Link To GitLab Project: https://gitlab.com/reznok/WART
WART is a tool that I initially created to help me get some sweet sweet bug bounty money. An issue I kept running into on *.*.com targets was the overwhelming amount of web pages that needed to be audited. My original process went something like:
- Gather all target domains
- Discover sub-domains (Amass ftw)
- Load up each page 1 by 1 to see if they look promising
It was step 3 that was by far the most frustrating. When you’ve done bounties or web penetration testing for a while, you develop a “sixth-sense” for what look like vulnerable website. This is akin to “code smell” in programming where you just know something is wrong, even if you can’t put your finger on it. I just needed an easier way to gather the websites for a sniff test.
The easiest way to do this was to just grab screenshots of each target. Of course, this could be done with existing tools like EyeWitness. But what if I wanted to grab additional information, such as the robots.txt, or maybe try to fingerprint the underlying software stack with Wappalyzer? What if I wanted to easily process this information in some kind of central aggregation tool? The possibilities started accumulating enough that I decided it was time to just write my own tool that works and outputs exactly the way I want.

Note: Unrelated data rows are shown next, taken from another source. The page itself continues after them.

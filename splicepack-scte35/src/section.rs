//! SCTE-35 splice information section model, parser and serializer.
//!
//! Implements the binary splice_info_section() format of ANSI/SCTE 35 as
//! carried in MPEG-2 transport streams. Only the splice_insert (type 5) and
//! time_signal (type 6) commands are accepted; segmentation descriptors
//! (tag 0x02) are parsed fully, all other descriptors are skipped.

use splicepack_core::{BitReader, BitWriter};
use tracing::warn;

use crate::error::{Result, Scte35Error};

/// Splice command type value for splice_insert().
pub const SPLICE_COMMAND_INSERT: u8 = 5;
/// Splice command type value for time_signal().
pub const SPLICE_COMMAND_TIME_SIGNAL: u8 = 6;

/// Descriptor tag for segmentation_descriptor().
pub const SEGMENTATION_DESCRIPTOR_TAG: u8 = 0x02;

/// The "CUEI" identifier carried by SCTE-35 descriptors.
pub const SPLICE_DESCRIPTOR_IDENTIFIER: u32 = 0x4355_4549;

/// Maximum number of segmentation descriptors retained per section.
pub const MAX_SEGMENTATION_DESCRIPTORS: usize = 8;

/// CRC-32 polynomial used for MPEG sections (ISO/IEC 13818-1).
const CRC32_POLY: u32 = 0x04C11DB7;

/// Pre-computed CRC-32 table.
static CRC32_TABLE: [u32; 256] = {
    let mut table = [0u32; 256];
    let mut i = 0;
    while i < 256 {
        let mut crc = (i as u32) << 24;
        let mut j = 0;
        while j < 8 {
            if crc & 0x80000000 != 0 {
                crc = (crc << 1) ^ CRC32_POLY;
            } else {
                crc <<= 1;
            }
            j += 1;
        }
        table[i] = crc;
        i += 1;
    }
    table
};

/// Calculate CRC-32 for MPEG sections.
pub fn calculate_crc32(data: &[u8]) -> u32 {
    let mut crc = 0xFFFFFFFF;
    for &byte in data {
        let index = ((crc >> 24) ^ (byte as u32)) as usize;
        crc = (crc << 8) ^ CRC32_TABLE[index];
    }
    crc
}
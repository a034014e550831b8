//! Media playlist entries.
//!
//! A playlist is an ordered log of entries: segments, encryption changes,
//! discontinuities, and the ad-signal tags. Entries are a closed set of
//! variants with one rendering dispatch, which also keeps the sliding
//! window's entry classification exhaustive.

use std::fmt::Write;

use splicepack_scte35::DeliveryRestrictions;

use crate::tag::Tag;

/// Splice signalling dialect carried by the signal tags.
#[derive(Debug, Clone, Copy, PartialEq, Eq, Default)]
pub enum SpliceType {
    /// Live dynamic ad insertion.
    #[default]
    LiveDai,
    /// Alternate content replacement.
    Altcon,
}

impl SpliceType {
    /// Attribute value for SpliceType=.
    pub fn as_str(&self) -> &'static str {
        match self {
            SpliceType::LiveDai => "LiveDAI",
            SpliceType::Altcon => "ALTCON",
        }
    }
}

/// Encryption method for EXT-X-KEY.
#[derive(Debug, Clone, Copy, PartialEq, Eq)]
pub enum EncryptionMethod {
    /// No encryption.
    None,
    /// AES-128 full-segment encryption.
    Aes128,
    /// SAMPLE-AES (cbcs).
    SampleAes,
    /// SAMPLE-AES-CTR (cenc).
    SampleAesCenc,
}

impl EncryptionMethod {
    /// Attribute value for METHOD=.
    pub fn as_str(&self) -> &'static str {
        match self {
            EncryptionMethod::None => "NONE",
            EncryptionMethod::Aes128 => "AES-128",
            EncryptionMethod::SampleAes => "SAMPLE-AES",
            EncryptionMethod::SampleAesCenc => "SAMPLE-AES-CTR",
        }
    }
}

/// One EXTINF segment entry.
#[derive(Debug, Clone)]
pub struct SegmentInfoEntry {
    /// Segment file name as referenced from the playlist.
    pub file_name: String,
    /// Segment start time in seconds.
    pub start_time: f64,
    /// Segment duration in seconds. Adjusted retroactively in I-frames-only
    /// playlists once the next key frame is known.
    pub duration: f64,
    /// Whether to emit EXT-X-BYTERANGE.
    pub use_byte_range: bool,
    /// Byte offset of the (sub)segment.
    pub start_byte_offset: u64,
    /// Size of the (sub)segment in bytes.
    pub segment_file_size: u64,
    /// End offset of the previous subsegment; lets the renderer drop the
    /// `@offset` part when ranges are contiguous.
    pub previous_segment_end_offset: u64,
}

impl SegmentInfoEntry {
    fn render(&self) -> String {
        let mut result = format!("#EXTINF:{:.3},", self.duration);

        if self.use_byte_range {
            let _ = write!(result, "\n#EXT-X-BYTERANGE:{}", self.segment_file_size);
            if self.previous_segment_end_offset + 1 != self.start_byte_offset {
                let _ = write!(result, "@{}", self.start_byte_offset);
            }
        }

        let _ = write!(result, "\n{}", self.file_name);
        result
    }
}

/// One EXT-X-KEY entry.
#[derive(Debug, Clone)]
pub struct EncryptionInfoEntry {
    /// Encryption method.
    pub method: EncryptionMethod,
    /// Key acquisition URL.
    pub url: String,
    /// Key identifier, hex-prefixed; empty when not signalled.
    pub key_id: String,
    /// Initialization vector, hex-prefixed; empty when not signalled.
    pub iv: String,
    /// KEYFORMAT attribute; empty when not signalled.
    pub key_format: String,
    /// KEYFORMATVERSIONS attribute; empty when not signalled.
    pub key_format_versions: String,
}

impl EncryptionInfoEntry {
    fn render(&self) -> String {
        let mut tag = Tag::new("#EXT-X-KEY");
        tag.add_string("METHOD", self.method.as_str());
        tag.add_quoted_string("URI", &self.url);

        if !self.key_id.is_empty() {
            tag.add_string("KEYID", &self.key_id);
        }
        if !self.iv.is_empty() {
            tag.add_string("IV", &self.iv);
        }
        if !self.key_format_versions.is_empty() {
            tag.add_quoted_string("KEYFORMATVERSIONS", &self.key_format_versions);
        }
        if !self.key_format.is_empty() {
            tag.add_quoted_string("KEYFORMAT", &self.key_format);
        }

        tag.finish()
    }
}

/// One EXT-X-SIGNAL-EXIT entry: the stream leaves the program for an ad
/// break.
#[derive(Debug, Clone, Default)]
pub struct SignalExitEntry {
    /// Signalling dialect.
    pub splice_type: SpliceType,
    /// Break duration in seconds.
    pub duration: Option<f64>,
    /// Segmentation event id from the originating SCTE-35 descriptor.
    pub event_id: Option<u32>,
    /// Rendered UPID (base64 for binary payloads).
    pub upid: Option<String>,
    /// Segmentation type id from the originating descriptor.
    pub segmentation_type_id: Option<u8>,
    /// Delivery restriction flags; each named flag renders as its single
    /// bit, device restrictions as the 2-bit value.
    pub restrictions: Option<DeliveryRestrictions>,
    /// Distributor signal id.
    pub signal_id: Option<String>,
    /// Provider/asset paid identifier.
    pub paid: Option<String>,
    /// Maximum break duration constraint.
    pub max_duration: Option<u64>,
    /// Minimum break duration constraint.
    pub min_duration: Option<u64>,
    /// Maximum number of ads constraint.
    pub max_ads: Option<u64>,
    /// Minimum number of ads constraint.
    pub min_ads: Option<u64>,
}

impl SignalExitEntry {
    /// Start building an exit entry.
    pub fn new(splice_type: SpliceType) -> Self {
        Self {
            splice_type,
            ..Self::default()
        }
    }

    /// Set the break duration.
    pub fn with_duration(mut self, duration: f64) -> Self {
        self.duration = Some(duration);
        self
    }

    /// Set the segmentation event id.
    pub fn with_event_id(mut self, event_id: u32) -> Self {
        self.event_id = Some(event_id);
        self
    }

    /// Set the rendered UPID.
    pub fn with_upid(mut self, upid: impl Into<String>) -> Self {
        self.upid = Some(upid.into());
        self
    }

    /// Set the segmentation type id.
    pub fn with_segmentation_type_id(mut self, type_id: u8) -> Self {
        self.segmentation_type_id = Some(type_id);
        self
    }

    /// Set the delivery restriction flags.
    pub fn with_restrictions(mut self, restrictions: DeliveryRestrictions) -> Self {
        self.restrictions = Some(restrictions);
        self
    }

    fn render(&self) -> String {
        let mut tag = Tag::new("#EXT-X-SIGNAL-EXIT");

        if let Some(duration) = self.duration {
            tag.add_value(duration);
        }
        tag.add_string("SpliceType", self.splice_type.as_str());

        if let Some(signal_id) = &self.signal_id {
            tag.add_string("SignalId", signal_id);
        }
        if let Some(paid) = &self.paid {
            tag.add_string("Paid", paid);
        }
        if let Some(event_id) = self.event_id {
            tag.add_number("segmentationEventId", event_id as u64);
        }
        if let Some(upid) = &self.upid {
            tag.add_string("segmentationUpid", upid);
        }
        if let Some(type_id) = self.segmentation_type_id {
            tag.add_number("segmentationTypeId", type_id as u64);
        }
        if let Some(flags) = &self.restrictions {
            tag.add_number("webDeliveryAllowedFlag", flags.web_delivery_allowed as u64);
            tag.add_number("noRegionalBlackoutFlag", flags.no_regional_blackout as u64);
            tag.add_number("archiveAllowedFlag", flags.archive_allowed as u64);
            tag.add_number("deviceRestrictions", flags.device_restrictions as u64);
        }
        if let Some(maxd) = self.max_duration {
            tag.add_number("MaxD", maxd);
        }
        if let Some(mind) = self.min_duration {
            tag.add_number("MinD", mind);
        }
        if let Some(maxads) = self.max_ads {
            tag.add_number("MaxAds", maxads);
        }
        if let Some(minads) = self.min_ads {
            tag.add_number("MinAds", minads);
        }

        tag.finish()
    }
}

/// One EXT-X-SIGNAL-SPAN entry: position marker inside a running ad break.
#[derive(Debug, Clone, Default)]
pub struct SignalSpanEntry {
    /// Signalling dialect.
    pub splice_type: SpliceType,
    /// Seconds elapsed since the signal exit.
    pub position: f64,
    /// Total break duration in seconds.
    pub duration: Option<f64>,
    /// Distributor signal id.
    pub signal_id: Option<String>,
    /// Provider/asset paid identifier.
    pub paid: Option<String>,
}

impl SignalSpanEntry {
    /// Build a span entry at `position` seconds into the break.
    pub fn new(splice_type: SpliceType, position: f64, duration: Option<f64>) -> Self {
        Self {
            splice_type,
            position,
            duration,
            ..Self::default()
        }
    }

    fn render(&self) -> String {
        let mut tag = Tag::new("#EXT-X-SIGNAL-SPAN");

        tag.add_value(self.position);
        if let Some(duration) = self.duration {
            tag.add_of_value(duration);
        }
        tag.add_string("SpliceType", self.splice_type.as_str());

        if let Some(signal_id) = &self.signal_id {
            tag.add_string("SignalId", signal_id);
        }
        if let Some(paid) = &self.paid {
            tag.add_string("Paid", paid);
        }

        tag.finish()
    }
}

/// One EXT-X-SIGNAL-RETURN entry: the stream returns to the program.
#[derive(Debug, Clone, Default)]
pub struct SignalReturnEntry {
    /// Signalling dialect.
    pub splice_type: SpliceType,
    /// Realized break duration in seconds.
    pub duration: Option<f64>,
}

impl SignalReturnEntry {
    /// Build a return entry.
    pub fn new(splice_type: SpliceType, duration: Option<f64>) -> Self {
        Self {
            splice_type,
            duration,
        }
    }

    fn render(&self) -> String {
        let mut tag = Tag::new("#EXT-X-SIGNAL-RETURN");
        if let Some(duration) = self.duration {
            tag.add_value(duration);
        }
        tag.add_string("SpliceType", self.splice_type.as_str());
        tag.finish()
    }
}

/// A tagged record in a media playlist.
#[derive(Debug, Clone)]
pub enum HlsEntry {
    /// `#EXTINF` segment entry.
    SegmentInfo(SegmentInfoEntry),
    /// `#EXT-X-KEY` encryption change.
    EncryptionInfo(EncryptionInfoEntry),
    /// `#EXT-X-DISCONTINUITY`.
    Discontinuity,
    /// `#EXT-X-PLACEMENT-OPPORTUNITY`.
    PlacementOpportunity,
    /// `#EXT-X-SIGNAL-EXIT`.
    SignalExit(SignalExitEntry),
    /// `#EXT-X-SIGNAL-SPAN`.
    SignalSpan(SignalSpanEntry),
    /// `#EXT-X-SIGNAL-RETURN`.
    SignalReturn(SignalReturnEntry),
}

impl HlsEntry {
    /// Render the entry as playlist text, without a trailing newline.
    pub fn render(&self) -> String {
        match self {
            HlsEntry::SegmentInfo(entry) => entry.render(),
            HlsEntry::EncryptionInfo(entry) => entry.render(),
            HlsEntry::Discontinuity => "#EXT-X-DISCONTINUITY".to_string(),
            HlsEntry::PlacementOpportunity => "#EXT-X-PLACEMENT-OPPORTUNITY".to_string(),
            HlsEntry::SignalExit(entry) => entry.render(),
            HlsEntry::SignalSpan(entry) => entry.render(),
            HlsEntry::SignalReturn(entry) => entry.render(),
        }
    }
}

And so began WART. A recon tool that doesn’t necessarily do anything new or revolutionary, but functions exactly how I want it to. A modular, plugin-based recon tool that can be easily expanded to do just about anything. A tool that is still very much in its infancy, but has already proven to be extremely useful to me and has directly earned me ~15k in bounties to date.
At the time of writing, there’s really very limited functionality. It supports screenshots, Wappalyzer, grabbing robots.txt, and grabbing the site title and HTTP response headers. Look at any one of those plugins and they’re all laughably simple pieces of code. However, even with basic functionality, it’s proven its self enough that I plan on continuing development whenever I think of a useful enough plugin.